* _Directions_
Below are some records. Reproduce them exactly from their first line through the line with "Hash, Serialize, Deserialize)]", inclusive.

Record set Block Start

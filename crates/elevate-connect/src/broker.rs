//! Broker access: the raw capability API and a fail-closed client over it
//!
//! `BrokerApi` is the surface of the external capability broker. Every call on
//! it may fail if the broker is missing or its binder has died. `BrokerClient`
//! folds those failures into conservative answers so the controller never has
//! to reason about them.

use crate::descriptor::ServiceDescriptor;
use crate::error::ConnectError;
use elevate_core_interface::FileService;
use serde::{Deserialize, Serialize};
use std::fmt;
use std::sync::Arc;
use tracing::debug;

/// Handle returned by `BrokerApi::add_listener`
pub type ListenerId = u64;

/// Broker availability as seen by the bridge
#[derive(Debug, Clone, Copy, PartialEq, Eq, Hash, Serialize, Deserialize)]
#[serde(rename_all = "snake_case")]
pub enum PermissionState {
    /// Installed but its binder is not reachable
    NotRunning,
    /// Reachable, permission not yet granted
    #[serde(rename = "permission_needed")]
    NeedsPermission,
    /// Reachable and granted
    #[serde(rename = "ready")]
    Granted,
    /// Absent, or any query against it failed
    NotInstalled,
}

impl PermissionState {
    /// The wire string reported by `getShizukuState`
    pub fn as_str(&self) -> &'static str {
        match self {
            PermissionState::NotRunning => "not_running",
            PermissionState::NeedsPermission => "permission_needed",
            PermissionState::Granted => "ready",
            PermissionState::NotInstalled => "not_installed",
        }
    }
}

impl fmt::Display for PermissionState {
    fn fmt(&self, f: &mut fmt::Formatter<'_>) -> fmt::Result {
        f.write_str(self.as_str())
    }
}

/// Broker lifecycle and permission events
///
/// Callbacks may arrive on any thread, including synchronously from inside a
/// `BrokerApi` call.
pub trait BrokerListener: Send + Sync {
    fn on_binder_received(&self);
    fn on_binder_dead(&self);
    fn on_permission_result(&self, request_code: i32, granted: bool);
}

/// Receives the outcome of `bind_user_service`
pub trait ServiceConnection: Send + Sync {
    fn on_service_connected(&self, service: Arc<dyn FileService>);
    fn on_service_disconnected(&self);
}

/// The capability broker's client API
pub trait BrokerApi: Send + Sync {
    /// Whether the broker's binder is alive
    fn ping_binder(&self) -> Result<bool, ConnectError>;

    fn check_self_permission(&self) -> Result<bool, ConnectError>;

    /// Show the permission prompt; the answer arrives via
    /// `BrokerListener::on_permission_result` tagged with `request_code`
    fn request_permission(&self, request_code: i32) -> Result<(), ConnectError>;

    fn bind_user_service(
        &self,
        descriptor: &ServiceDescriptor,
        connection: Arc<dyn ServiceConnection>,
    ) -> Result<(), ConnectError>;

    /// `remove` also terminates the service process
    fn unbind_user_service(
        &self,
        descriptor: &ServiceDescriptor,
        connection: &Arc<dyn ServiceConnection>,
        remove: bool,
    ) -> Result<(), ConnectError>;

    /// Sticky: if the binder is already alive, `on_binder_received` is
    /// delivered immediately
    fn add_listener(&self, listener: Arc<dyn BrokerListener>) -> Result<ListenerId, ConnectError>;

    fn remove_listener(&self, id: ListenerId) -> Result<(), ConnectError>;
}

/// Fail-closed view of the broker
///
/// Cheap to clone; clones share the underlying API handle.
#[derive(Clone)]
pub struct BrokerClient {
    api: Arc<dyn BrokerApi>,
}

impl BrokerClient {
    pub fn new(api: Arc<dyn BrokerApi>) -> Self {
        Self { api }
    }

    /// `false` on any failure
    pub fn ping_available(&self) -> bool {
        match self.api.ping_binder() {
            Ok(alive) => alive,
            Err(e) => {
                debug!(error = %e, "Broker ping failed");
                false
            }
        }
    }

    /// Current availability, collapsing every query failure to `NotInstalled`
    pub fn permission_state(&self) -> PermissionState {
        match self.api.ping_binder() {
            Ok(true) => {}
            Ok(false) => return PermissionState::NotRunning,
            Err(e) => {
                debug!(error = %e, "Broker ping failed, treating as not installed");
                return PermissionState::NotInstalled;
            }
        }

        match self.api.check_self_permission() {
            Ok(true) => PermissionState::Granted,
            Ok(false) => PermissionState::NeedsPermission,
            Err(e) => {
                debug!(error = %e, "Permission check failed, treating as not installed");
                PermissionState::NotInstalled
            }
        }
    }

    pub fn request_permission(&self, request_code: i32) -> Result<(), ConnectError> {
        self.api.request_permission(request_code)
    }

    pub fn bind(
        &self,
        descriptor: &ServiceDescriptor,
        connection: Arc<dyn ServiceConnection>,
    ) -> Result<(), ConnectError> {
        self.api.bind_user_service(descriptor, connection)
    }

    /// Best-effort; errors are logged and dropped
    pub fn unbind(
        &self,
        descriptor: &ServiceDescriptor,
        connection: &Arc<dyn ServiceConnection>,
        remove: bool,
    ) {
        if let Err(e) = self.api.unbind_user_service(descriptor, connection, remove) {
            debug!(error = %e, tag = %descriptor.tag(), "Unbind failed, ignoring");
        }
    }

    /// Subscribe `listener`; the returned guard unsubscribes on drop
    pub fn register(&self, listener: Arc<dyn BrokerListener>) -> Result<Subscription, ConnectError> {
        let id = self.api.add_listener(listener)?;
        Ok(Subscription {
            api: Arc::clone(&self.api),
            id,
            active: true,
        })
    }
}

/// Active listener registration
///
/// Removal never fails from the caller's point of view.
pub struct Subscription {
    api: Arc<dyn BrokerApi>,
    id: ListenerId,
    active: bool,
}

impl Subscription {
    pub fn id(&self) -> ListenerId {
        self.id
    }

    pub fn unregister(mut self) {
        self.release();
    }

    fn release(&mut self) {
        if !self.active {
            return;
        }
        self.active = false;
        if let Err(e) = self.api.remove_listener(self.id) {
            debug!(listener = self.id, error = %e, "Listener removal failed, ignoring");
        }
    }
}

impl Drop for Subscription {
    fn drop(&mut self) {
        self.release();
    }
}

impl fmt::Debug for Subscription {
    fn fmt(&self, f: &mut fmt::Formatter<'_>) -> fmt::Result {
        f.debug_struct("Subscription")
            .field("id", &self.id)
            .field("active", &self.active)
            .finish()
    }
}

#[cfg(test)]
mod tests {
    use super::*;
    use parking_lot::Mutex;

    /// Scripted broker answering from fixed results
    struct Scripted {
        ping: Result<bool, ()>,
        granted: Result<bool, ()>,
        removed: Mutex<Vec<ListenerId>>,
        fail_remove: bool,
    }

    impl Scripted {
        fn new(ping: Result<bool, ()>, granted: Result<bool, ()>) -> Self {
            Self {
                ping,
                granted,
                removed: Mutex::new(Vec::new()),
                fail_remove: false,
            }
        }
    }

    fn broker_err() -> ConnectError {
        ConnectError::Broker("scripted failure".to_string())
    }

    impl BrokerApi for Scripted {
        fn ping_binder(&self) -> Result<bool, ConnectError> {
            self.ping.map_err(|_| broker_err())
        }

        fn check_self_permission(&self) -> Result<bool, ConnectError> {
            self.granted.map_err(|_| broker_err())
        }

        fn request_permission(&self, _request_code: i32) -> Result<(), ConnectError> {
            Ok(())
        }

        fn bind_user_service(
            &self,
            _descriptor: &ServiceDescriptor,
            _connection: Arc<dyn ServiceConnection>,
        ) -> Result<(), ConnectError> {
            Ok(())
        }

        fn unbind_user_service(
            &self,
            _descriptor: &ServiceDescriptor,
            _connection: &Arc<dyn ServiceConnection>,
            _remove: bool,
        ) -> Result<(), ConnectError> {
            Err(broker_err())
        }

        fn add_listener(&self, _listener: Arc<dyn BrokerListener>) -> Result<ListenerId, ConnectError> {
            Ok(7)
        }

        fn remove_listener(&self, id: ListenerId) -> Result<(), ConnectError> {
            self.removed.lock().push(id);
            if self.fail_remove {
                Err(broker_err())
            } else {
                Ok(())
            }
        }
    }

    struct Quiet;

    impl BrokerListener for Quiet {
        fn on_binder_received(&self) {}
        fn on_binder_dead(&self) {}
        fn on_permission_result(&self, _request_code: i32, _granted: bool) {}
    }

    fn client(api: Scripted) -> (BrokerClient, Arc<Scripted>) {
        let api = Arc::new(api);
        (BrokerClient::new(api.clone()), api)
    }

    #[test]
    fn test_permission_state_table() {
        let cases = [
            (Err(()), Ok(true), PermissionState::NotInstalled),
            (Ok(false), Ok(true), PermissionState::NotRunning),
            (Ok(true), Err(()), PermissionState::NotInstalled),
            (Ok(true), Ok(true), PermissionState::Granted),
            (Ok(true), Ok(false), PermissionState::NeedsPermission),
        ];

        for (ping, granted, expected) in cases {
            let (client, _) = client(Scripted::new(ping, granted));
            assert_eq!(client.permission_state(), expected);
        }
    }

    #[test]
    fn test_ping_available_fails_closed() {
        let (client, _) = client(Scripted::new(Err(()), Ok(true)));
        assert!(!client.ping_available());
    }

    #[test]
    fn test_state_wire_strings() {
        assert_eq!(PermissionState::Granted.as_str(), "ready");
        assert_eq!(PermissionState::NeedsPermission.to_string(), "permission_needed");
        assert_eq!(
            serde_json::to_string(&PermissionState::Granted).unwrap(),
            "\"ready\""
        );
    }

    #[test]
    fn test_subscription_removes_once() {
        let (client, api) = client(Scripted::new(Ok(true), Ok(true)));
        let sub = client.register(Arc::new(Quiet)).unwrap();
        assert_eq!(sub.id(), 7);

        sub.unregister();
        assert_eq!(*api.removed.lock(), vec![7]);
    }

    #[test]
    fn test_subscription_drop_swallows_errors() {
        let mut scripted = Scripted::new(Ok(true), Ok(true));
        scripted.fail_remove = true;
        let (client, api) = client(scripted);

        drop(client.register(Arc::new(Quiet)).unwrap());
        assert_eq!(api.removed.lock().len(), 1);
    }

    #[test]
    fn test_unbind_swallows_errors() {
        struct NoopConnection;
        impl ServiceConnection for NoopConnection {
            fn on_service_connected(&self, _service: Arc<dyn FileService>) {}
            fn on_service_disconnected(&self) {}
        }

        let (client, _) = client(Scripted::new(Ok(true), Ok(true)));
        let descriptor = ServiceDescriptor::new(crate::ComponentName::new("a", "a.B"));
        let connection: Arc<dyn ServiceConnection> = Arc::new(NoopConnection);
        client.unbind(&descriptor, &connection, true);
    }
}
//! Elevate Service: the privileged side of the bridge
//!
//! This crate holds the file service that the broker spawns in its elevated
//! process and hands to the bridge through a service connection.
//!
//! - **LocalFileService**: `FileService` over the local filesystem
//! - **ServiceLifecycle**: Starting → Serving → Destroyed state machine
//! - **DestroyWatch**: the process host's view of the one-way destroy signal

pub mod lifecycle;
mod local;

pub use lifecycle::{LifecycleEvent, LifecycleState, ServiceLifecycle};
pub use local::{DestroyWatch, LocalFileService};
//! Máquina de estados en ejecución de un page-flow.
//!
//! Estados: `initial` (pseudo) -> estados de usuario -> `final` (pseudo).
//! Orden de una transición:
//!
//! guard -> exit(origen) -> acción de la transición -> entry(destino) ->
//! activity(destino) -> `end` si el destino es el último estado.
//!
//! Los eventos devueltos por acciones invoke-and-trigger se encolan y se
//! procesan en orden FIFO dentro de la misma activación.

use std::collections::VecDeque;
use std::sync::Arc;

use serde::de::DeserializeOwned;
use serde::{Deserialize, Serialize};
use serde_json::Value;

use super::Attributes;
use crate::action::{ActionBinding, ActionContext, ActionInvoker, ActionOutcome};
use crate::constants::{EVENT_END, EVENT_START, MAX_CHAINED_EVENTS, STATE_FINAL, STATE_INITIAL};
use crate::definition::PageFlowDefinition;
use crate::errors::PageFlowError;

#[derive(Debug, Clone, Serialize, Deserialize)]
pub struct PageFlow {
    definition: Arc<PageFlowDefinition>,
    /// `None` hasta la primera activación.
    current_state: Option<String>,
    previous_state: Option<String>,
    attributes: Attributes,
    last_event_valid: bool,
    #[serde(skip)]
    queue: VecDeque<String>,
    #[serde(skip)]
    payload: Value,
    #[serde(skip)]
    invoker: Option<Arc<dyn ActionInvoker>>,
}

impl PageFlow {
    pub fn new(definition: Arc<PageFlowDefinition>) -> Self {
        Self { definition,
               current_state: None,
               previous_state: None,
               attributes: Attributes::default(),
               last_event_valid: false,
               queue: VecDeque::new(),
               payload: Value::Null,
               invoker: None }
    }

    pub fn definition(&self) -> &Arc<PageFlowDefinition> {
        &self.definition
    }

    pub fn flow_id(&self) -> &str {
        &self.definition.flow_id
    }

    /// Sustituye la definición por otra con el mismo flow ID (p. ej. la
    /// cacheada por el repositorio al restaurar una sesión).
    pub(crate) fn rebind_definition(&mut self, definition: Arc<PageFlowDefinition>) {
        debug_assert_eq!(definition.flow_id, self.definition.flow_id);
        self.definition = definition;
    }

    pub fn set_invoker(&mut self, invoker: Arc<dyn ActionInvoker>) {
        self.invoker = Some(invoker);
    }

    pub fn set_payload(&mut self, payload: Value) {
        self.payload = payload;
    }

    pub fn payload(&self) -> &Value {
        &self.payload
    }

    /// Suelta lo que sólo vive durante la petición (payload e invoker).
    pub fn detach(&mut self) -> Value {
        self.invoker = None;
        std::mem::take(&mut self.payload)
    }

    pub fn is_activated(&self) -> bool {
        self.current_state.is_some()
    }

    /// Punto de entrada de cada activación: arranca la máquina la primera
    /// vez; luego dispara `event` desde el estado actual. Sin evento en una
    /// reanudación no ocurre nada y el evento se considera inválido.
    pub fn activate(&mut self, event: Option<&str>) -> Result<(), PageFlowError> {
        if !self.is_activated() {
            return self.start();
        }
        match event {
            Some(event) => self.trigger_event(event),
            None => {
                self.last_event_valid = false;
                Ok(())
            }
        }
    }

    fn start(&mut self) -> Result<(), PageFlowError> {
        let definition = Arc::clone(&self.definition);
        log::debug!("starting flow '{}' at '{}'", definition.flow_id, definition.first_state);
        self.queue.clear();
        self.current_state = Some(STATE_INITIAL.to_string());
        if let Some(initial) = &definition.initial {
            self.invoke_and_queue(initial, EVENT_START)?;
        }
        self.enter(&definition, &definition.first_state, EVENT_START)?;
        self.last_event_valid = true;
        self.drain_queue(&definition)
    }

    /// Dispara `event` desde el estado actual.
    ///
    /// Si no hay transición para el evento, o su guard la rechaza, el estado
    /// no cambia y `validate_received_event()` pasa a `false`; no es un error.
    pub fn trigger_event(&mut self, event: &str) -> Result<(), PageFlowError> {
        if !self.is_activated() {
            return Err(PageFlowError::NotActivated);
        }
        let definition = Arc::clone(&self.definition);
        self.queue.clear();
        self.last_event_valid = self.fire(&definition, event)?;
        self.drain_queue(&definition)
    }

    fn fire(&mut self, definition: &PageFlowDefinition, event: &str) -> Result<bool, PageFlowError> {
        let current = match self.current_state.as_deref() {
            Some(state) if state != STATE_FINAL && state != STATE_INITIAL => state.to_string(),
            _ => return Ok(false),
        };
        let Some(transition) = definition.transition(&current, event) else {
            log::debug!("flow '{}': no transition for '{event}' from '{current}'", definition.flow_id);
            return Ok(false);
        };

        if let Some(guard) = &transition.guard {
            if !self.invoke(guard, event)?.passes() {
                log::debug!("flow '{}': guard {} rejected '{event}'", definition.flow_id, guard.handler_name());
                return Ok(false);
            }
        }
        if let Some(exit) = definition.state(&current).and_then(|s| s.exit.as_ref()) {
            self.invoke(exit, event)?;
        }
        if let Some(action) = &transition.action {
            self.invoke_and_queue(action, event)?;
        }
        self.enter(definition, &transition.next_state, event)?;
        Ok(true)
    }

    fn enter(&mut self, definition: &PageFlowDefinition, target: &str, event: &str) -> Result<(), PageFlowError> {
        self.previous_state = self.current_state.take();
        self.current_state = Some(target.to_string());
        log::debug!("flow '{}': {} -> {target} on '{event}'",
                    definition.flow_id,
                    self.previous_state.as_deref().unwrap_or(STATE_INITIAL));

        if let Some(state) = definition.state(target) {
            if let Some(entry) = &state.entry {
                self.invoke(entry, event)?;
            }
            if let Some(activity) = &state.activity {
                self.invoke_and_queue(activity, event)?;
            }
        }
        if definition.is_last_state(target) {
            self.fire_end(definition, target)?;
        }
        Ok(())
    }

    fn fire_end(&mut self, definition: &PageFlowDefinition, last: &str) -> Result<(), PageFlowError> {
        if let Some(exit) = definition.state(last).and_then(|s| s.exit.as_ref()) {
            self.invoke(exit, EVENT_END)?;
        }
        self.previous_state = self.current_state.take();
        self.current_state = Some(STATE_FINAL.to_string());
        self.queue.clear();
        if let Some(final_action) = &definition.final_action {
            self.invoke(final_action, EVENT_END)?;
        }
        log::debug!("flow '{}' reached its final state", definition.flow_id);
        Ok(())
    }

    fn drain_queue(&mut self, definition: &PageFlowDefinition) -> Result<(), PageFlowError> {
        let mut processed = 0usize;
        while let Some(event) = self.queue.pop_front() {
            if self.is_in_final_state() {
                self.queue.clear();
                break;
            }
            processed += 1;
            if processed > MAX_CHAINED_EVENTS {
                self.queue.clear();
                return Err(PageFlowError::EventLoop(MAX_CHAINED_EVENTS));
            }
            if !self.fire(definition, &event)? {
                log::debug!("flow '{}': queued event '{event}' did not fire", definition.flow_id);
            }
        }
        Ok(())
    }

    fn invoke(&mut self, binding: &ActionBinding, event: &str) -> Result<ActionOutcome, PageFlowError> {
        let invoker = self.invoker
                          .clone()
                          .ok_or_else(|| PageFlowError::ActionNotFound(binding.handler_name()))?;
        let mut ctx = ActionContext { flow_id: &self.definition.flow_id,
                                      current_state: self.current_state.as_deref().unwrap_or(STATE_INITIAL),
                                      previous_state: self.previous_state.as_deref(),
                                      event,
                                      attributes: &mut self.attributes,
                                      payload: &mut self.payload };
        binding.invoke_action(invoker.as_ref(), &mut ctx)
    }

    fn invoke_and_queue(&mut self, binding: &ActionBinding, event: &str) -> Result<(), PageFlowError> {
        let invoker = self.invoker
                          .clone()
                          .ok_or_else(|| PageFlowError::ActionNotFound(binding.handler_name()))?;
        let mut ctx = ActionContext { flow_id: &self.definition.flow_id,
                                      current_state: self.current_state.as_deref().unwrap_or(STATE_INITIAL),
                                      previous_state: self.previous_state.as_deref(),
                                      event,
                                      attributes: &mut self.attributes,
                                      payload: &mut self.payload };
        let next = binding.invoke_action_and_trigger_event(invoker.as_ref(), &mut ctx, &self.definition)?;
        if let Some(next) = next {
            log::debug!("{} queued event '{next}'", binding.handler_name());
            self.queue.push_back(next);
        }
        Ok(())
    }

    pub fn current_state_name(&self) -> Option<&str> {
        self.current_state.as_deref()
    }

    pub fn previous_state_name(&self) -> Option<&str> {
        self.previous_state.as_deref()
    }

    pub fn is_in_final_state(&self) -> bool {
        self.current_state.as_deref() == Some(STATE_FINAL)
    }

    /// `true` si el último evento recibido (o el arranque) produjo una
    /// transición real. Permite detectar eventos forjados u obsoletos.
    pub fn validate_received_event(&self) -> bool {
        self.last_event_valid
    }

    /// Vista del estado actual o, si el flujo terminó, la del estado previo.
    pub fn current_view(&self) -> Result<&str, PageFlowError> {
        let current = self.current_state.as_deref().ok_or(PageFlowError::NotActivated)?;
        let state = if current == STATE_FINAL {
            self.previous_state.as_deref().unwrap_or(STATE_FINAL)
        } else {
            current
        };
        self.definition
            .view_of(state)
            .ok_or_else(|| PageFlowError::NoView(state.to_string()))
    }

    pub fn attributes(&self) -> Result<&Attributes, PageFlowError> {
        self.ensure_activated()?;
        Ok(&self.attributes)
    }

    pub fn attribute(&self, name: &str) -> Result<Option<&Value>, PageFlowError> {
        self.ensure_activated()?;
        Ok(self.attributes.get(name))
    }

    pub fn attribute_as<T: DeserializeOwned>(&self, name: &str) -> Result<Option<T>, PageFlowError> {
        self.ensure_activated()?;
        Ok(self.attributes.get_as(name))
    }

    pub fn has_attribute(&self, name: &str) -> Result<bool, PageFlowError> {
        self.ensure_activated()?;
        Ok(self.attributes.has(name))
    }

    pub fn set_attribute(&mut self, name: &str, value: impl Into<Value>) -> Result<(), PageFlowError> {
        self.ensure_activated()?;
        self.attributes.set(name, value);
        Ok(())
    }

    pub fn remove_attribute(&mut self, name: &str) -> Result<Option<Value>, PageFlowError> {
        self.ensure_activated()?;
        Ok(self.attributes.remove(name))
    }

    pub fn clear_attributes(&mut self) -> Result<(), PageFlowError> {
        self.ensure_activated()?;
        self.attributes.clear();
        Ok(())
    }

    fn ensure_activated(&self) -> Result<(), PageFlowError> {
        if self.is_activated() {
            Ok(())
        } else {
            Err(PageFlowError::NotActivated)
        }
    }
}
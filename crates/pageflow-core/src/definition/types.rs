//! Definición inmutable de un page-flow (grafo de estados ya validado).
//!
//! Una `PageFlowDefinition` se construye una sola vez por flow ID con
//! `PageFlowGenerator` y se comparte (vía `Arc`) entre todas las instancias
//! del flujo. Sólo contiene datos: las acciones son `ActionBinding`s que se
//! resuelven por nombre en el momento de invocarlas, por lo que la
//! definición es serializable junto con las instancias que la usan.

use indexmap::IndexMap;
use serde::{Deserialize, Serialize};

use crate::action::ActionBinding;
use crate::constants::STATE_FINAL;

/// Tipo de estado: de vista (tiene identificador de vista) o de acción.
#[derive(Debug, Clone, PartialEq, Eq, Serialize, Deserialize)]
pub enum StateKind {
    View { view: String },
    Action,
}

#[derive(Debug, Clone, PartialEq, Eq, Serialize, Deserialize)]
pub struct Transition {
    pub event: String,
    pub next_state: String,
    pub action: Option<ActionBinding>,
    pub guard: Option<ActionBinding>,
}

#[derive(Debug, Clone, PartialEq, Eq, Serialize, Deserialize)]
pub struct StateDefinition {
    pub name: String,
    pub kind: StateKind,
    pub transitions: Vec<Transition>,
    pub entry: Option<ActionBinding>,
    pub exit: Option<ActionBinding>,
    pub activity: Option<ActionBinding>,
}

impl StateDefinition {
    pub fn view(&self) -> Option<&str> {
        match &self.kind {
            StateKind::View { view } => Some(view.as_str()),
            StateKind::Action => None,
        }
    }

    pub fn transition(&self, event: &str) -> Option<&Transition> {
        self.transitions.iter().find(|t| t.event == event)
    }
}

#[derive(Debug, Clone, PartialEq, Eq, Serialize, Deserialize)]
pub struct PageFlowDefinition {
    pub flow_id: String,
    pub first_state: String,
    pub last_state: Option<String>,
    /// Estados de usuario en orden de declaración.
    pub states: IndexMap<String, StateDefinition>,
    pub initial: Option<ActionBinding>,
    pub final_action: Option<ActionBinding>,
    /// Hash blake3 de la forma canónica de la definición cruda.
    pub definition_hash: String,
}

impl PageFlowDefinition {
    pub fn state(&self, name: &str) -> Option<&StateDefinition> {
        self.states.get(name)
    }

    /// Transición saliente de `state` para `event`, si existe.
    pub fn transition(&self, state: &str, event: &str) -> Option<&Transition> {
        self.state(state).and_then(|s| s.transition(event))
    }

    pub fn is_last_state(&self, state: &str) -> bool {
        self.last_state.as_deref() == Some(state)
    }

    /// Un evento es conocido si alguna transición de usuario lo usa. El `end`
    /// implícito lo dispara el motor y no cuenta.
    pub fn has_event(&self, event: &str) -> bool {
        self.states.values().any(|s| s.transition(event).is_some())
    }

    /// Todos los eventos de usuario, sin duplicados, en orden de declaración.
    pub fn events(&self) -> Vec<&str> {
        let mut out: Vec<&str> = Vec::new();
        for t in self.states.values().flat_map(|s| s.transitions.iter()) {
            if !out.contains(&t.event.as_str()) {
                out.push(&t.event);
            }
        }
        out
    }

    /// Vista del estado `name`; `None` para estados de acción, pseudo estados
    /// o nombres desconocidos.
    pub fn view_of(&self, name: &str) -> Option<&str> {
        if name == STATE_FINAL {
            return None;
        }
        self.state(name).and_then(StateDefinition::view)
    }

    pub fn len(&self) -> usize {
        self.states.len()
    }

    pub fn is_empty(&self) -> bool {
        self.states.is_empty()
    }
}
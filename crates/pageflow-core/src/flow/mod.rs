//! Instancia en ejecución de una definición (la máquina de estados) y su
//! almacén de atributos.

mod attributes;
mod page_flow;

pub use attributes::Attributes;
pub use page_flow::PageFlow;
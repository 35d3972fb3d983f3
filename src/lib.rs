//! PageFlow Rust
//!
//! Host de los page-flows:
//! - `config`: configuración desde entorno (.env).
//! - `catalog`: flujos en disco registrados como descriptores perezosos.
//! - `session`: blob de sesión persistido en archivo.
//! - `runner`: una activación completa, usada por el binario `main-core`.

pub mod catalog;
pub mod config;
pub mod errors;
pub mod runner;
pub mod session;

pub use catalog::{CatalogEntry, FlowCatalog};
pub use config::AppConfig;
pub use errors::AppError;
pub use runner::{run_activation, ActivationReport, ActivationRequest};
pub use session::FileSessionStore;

Record set Block End

* _Solution to the problem_
filename crates/elevate-connect/src/broker.rs
//! Broker access: the raw capability API and a fail-closed client over it
//!
//! `BrokerApi` is the surface of the external capability broker. Every call on
//! it may fail if the broker is missing or its binder has died. `BrokerClient`
//! folds those failures into conservative answers so the controller never has
//! to reason about them.

use crate::descriptor::ServiceDescriptor;
use crate::error::ConnectError;
use elevate_core_interface::FileService;
use serde::{Deserialize, Serialize};
use std::fmt;
use std::sync::Arc;
use tracing::debug;

/// Handle returned by `BrokerApi::add_listener`
pub type ListenerId = u64;

/// Broker availability as seen by the bridge
#[derive(Debug, Clone, Copy, PartialEq, Eq, Hash, Serialize, Deserialize)]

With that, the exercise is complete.